Upon a showing that a protected worker was injured as a result of a violation of the statute, absolute liability against the owner, contractor or agent is established as it is not relevant whether Defendant's conduct conformed with the customs or practices, or whether it actually exercised control or supervision over the work that led to the injuries (Zimmer v Chemung Cty. Performing Arts, Inc., 65 NY2d 513, 493 NYS2d 102, 482 NE2d 898 [1985]). In accidents involving ladders, prima facie evidence is established for a Labor Law §240[1] claim when it is established that the ladder was defective or that it slipped, tipped, was placed improperly or otherwise failed to support the worker (Felker v Corning Inc., 90 NY2d 219, 660 NYS2d 349, 682 NE2d 950 [1997]). "Where the furnished protective devices fail to prevent a foreseeable external force from causing a worker to fall from an elevation, that worker is entitled to judgment as a matter of law" (Cruz v Turner Constr. Co., 279 AD2d 322, 720 NYS2d 10 [1st Dept. 2001]). "Therefore, even though the ladder itself [is] not structurally defective, as a matter of law it [becomes] defective inasmuch as it [is] clearly inadequate to protect plaintiff from the foreseeable risk of being caused to fall from it while he was performing his job" (Id).

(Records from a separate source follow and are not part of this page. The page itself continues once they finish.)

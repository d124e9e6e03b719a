// Rust guideline compliant 2026-02-06

//! Response assembly.
//!
//! A [`ResponseContainer`] collects messages and an optional table for one
//! request. [`ResponseContainer::assemble`] resolves them into a single
//! status following these rules, in order:
//!
//! 1. Capability checks on the descriptor append errors after any errors
//!    the caller added.
//! 2. If any error exists, only the first one is sent. No table, no warnings.
//! 3. Otherwise warnings, if any, are sent together with the table.
//! 4. Otherwise the table is sent alone.
//! 5. A client signature equal to the table signature turns 3 or 4 into a
//!    `not_modified` error.
//!
//! The body is then wrapped in a handler call unless the request carried
//! the data source auth header.

use crate::config::Config;
use crate::literal::ObjectLiteral;
use crate::message::{reasons, Message, MessageKind, MessageLog};
use crate::payload::{signature, DataPayload};
use crate::request::{RequestDescriptor, DEFAULT_OUTPUT_FORMAT, SUPPORTED_VERSION};
use std::fmt;
use tracing::{debug, info};

/// Content type of unwrapped responses.
pub const CONTENT_TYPE_JSON: &str = "application/json; charset=UTF-8";

/// Content type of handler-wrapped responses.
pub const CONTENT_TYPE_JAVASCRIPT: &str = "text/javascript; charset=UTF-8";

/// Final status of a response.
#[derive(Debug, Clone, Copy, PartialEq, Eq, Hash)]
pub enum ResponseStatus {
    /// Table delivered without messages.
    Ok,
    /// Table delivered with warnings.
    Warning,
    /// A single error delivered, no table.
    Error,
}

impl ResponseStatus {
    /// Returns the wire name of the status.
    #[must_use]
    pub fn as_str(&self) -> &'static str {
        match self {
            ResponseStatus::Ok => "ok",
            ResponseStatus::Warning => "warning",
            ResponseStatus::Error => "error",
        }
    }
}

impl fmt::Display for ResponseStatus {
    fn fmt(&self, f: &mut fmt::Formatter<'_>) -> fmt::Result {
        f.write_str(self.as_str())
    }
}

/// A response header.
#[derive(Debug, Clone, PartialEq, Eq)]
pub struct Header {
    /// Header name.
    pub name: String,
    /// Header value.
    pub value: String,
}

impl Header {
    /// Creates a header.
    #[must_use]
    pub fn new(name: impl Into<String>, value: impl Into<String>) -> Self {
        Self {
            name: name.into(),
            value: value.into(),
        }
    }
}

impl fmt::Display for Header {
    fn fmt(&self, f: &mut fmt::Formatter<'_>) -> fmt::Result {
        write!(f, "{}: {}", self.name, self.value)
    }
}

/// The finished response.
#[derive(Debug, Clone, PartialEq, Eq)]
pub struct AssembledResponse {
    /// Resolved status.
    pub status: ResponseStatus,
    /// Headers in emission order.
    pub headers: Vec<Header>,
    /// UTF-8 body.
    pub body: String,
    /// Every error and warning known at assembly time, including the ones
    /// left out of the body. For server-side diagnostics only; never send
    /// this to the client.
    pub message_log: MessageLog,
}

impl AssembledResponse {
    /// Returns the value of the first header with the given name.
    #[must_use]
    pub fn header(&self, name: &str) -> Option<&str> {
        self.headers
            .iter()
            .find(|h| h.name.eq_ignore_ascii_case(name))
            .map(|h| h.value.as_str())
    }
}

/// What the body will carry once messages are resolved.
enum Outcome<'a> {
    Failed(&'a Message),
    Delivered {
        status: ResponseStatus,
        table: Option<String>,
        signature: Option<String>,
    },
}

/// Accumulates the state of one response.
pub struct ResponseContainer {
    request: RequestDescriptor,
    payload: Option<Box<dyn DataPayload>>,
    messages: MessageLog,
}

impl fmt::Debug for ResponseContainer {
    fn fmt(&self, f: &mut fmt::Formatter<'_>) -> fmt::Result {
        f.debug_struct("ResponseContainer")
            .field("request", &self.request)
            .field("has_payload", &self.payload.is_some())
            .field("messages", &self.messages)
            .finish()
    }
}

impl ResponseContainer {
    /// Creates a container for a request.
    ///
    /// Messages queued while parsing the descriptor are carried over.
    #[must_use]
    pub fn new(request: RequestDescriptor) -> Self {
        let messages = request.parse_messages().clone();
        Self {
            request,
            payload: None,
            messages,
        }
    }

    /// Returns the request descriptor.
    #[must_use]
    pub fn request(&self) -> &RequestDescriptor {
        &self.request
    }

    /// Returns the messages added so far.
    #[must_use]
    pub fn messages(&self) -> &MessageLog {
        &self.messages
    }

    /// Appends a message.
    pub fn add_message(
        &mut self,
        kind: MessageKind,
        reason: impl Into<String>,
        summary: Option<String>,
        detail: Option<String>,
    ) {
        self.messages.push(Message::new(kind, reason, summary, detail));
    }

    /// Appends an already built message.
    pub fn push_message(&mut self, message: Message) {
        self.messages.push(message);
    }

    /// Appends an error with only a reason.
    pub fn add_error(&mut self, reason: impl Into<String>) {
        self.messages.push(Message::error(reason));
    }

    /// Appends a warning with only a reason.
    pub fn add_warning(&mut self, reason: impl Into<String>) {
        self.messages.push(Message::warning(reason));
    }

    /// Sets the table, replacing any previous one.
    pub fn set_data_payload<P>(&mut self, payload: P)
    where
        P: DataPayload + 'static,
    {
        self.payload = Some(Box::new(payload));
    }

    /// Returns true if a table was set.
    #[must_use]
    pub fn has_data_payload(&self) -> bool {
        self.payload.is_some()
    }

    /// Assembles the response with default configuration.
    #[must_use]
    pub fn assemble(&self) -> AssembledResponse {
        self.assemble_with(&Config::default())
    }

    /// Assembles the response.
    ///
    /// Does not modify the container, so repeated calls give identical output.
    #[must_use]
    pub fn assemble_with(&self, config: &Config) -> AssembledResponse {
        let mut log = self.messages.clone();
        self.check_capabilities(&mut log);

        let not_modified = Message::new(
            MessageKind::Error,
            reasons::NOT_MODIFIED,
            Some("Data not modified".to_string()),
            None,
        );

        let mut stale = false;
        let outcome = match log.errors().first() {
            Some(first) => Outcome::Failed(first),
            None => {
                let table = self.payload.as_ref().map(|p| p.serialize());
                let sig = table.as_deref().map(signature);
                stale = matches!(
                    (self.request.signature(), sig.as_deref()),
                    (Some(client), Some(current)) if client == current
                );
                if stale {
                    info!(
                        req_id = self.request.request_id(),
                        "signature match, not modified"
                    );
                    Outcome::Failed(&not_modified)
                } else {
                    let status = if log.warnings().is_empty() {
                        ResponseStatus::Ok
                    } else {
                        ResponseStatus::Warning
                    };
                    Outcome::Delivered {
                        status,
                        table,
                        signature: sig,
                    }
                }
            }
        };

        let (status, payload) = self.render(&outcome, &log, config);
        debug!(
            req_id = self.request.request_id(),
            status = status.as_str(),
            errors = log.errors().len(),
            warnings = log.warnings().len(),
            "response assembled"
        );

        if stale {
            log.push(not_modified);
        }

        AssembledResponse {
            status,
            headers: self.headers(config),
            body: self.wrap(payload),
            message_log: log,
        }
    }

    fn check_capabilities(&self, log: &mut MessageLog) {
        let format = self.request.output_format();
        if format != DEFAULT_OUTPUT_FORMAT {
            debug!(format, "unsupported output format");
            log.push(Message::new(
                MessageKind::Error,
                reasons::NOT_SUPPORTED,
                Some(format!("Output format {} is not supported", format)),
                Some(format!("Only {} output is supported", DEFAULT_OUTPUT_FORMAT)),
            ));
        }
    }

    fn render(
        &self,
        outcome: &Outcome<'_>,
        log: &MessageLog,
        config: &Config,
    ) -> (ResponseStatus, String) {
        let mut obj = ObjectLiteral::new();
        obj.string("version", SUPPORTED_VERSION)
            .integer("reqId", self.request.request_id());

        let status = match outcome {
            Outcome::Failed(error) => {
                obj.string("status", ResponseStatus::Error.as_str())
                    .array("errors", [render_message(error)]);
                ResponseStatus::Error
            }
            Outcome::Delivered {
                status,
                table,
                signature,
            } => {
                obj.string("status", status.as_str());
                if *status == ResponseStatus::Warning {
                    obj.array("warnings", log.warnings().iter().map(render_message));
                }
                if config.emit_signature {
                    obj.optional_string("sig", signature.as_deref());
                }
                if let Some(table) = table {
                    obj.raw("table", table);
                }
                *status
            }
        };

        (status, obj.finish())
    }

    fn headers(&self, config: &Config) -> Vec<Header> {
        let content_type = if self.request.auth_present() {
            CONTENT_TYPE_JSON
        } else {
            CONTENT_TYPE_JAVASCRIPT
        };
        let mut headers = vec![Header::new("Content-Type", content_type)];

        if config.attachment_headers {
            if let Some(name) = self.request.out_file_name() {
                headers.push(Header::new(
                    "Content-Disposition",
                    format!("attachment; filename=\"{}\"", sanitize_file_name(name)),
                ));
            }
        }

        headers
    }

    fn wrap(&self, payload: String) -> String {
        if self.request.auth_present() {
            payload
        } else {
            format!("{}({});", self.request.response_handler(), payload)
        }
    }
}

fn render_message(message: &Message) -> String {
    let mut obj = ObjectLiteral::new();
    obj.string("reason", &message.reason)
        .optional_string("message", message.summary.as_deref())
        .optional_string("detailed_message", message.detail.as_deref());
    obj.finish()
}

fn sanitize_file_name(name: &str) -> String {
    name.chars()
        .filter(|c| !c.is_control() && !matches!(c, '"' | '\\' | '/'))
        .collect()
}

Plaintiff makes a prima facie showing of entitlement to judgment as a matter of law on his §240[1] claim. Plaintiff was a protected worker who was injured while employed to perform work expressly protected by Labor Law §240[1] when he fell from the ladder. Plaintiff's prima facie burden is met as he fell due to the ladder shifting after the electrical wires he was working on broke.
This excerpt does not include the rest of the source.